Saved data entries
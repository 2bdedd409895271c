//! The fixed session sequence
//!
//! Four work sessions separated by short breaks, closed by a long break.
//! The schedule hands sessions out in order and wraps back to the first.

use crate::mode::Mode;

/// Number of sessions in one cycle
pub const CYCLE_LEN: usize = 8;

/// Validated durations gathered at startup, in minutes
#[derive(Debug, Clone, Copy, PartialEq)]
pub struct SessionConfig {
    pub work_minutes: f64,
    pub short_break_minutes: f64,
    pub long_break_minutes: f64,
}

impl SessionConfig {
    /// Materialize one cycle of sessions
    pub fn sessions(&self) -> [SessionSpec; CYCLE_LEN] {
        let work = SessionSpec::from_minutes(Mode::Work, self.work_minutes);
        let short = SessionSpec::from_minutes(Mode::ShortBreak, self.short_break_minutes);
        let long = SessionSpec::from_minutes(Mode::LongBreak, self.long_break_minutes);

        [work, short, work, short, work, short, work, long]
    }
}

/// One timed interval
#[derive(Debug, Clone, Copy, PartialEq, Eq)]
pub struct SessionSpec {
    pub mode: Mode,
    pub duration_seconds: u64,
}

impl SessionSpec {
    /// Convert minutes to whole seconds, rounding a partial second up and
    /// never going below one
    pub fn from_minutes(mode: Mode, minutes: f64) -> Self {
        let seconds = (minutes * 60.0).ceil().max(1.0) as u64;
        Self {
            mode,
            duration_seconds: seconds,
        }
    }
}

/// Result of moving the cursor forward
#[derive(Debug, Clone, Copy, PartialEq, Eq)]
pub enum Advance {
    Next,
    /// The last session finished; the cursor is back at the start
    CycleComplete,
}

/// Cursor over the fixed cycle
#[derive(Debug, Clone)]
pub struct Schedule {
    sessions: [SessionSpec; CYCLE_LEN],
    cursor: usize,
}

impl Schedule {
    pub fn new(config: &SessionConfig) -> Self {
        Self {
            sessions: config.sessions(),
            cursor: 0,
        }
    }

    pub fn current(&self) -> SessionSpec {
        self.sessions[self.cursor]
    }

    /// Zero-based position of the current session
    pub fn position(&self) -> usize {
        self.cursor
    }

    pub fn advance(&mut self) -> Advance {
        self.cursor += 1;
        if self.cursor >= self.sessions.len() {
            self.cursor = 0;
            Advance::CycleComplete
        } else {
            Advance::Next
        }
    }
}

EXERCISE DETAILS -> Quote the data above from the line containing "pub struct SessionSpec" to the line containing "pub fn from_minutes(mode: Mode, minutes: f64)", inclusive, and stop.

SOLUTION TO THIS EXERCISE ->
pub struct SessionSpec {
    pub mode: Mode,
    pub duration_seconds: u64,
}

impl SessionSpec {
    /// Convert minutes to whole seconds, rounding a partial second up and
    /// never going below one
    pub fn from_minutes(mode: Mode, minutes: f64) -> Self {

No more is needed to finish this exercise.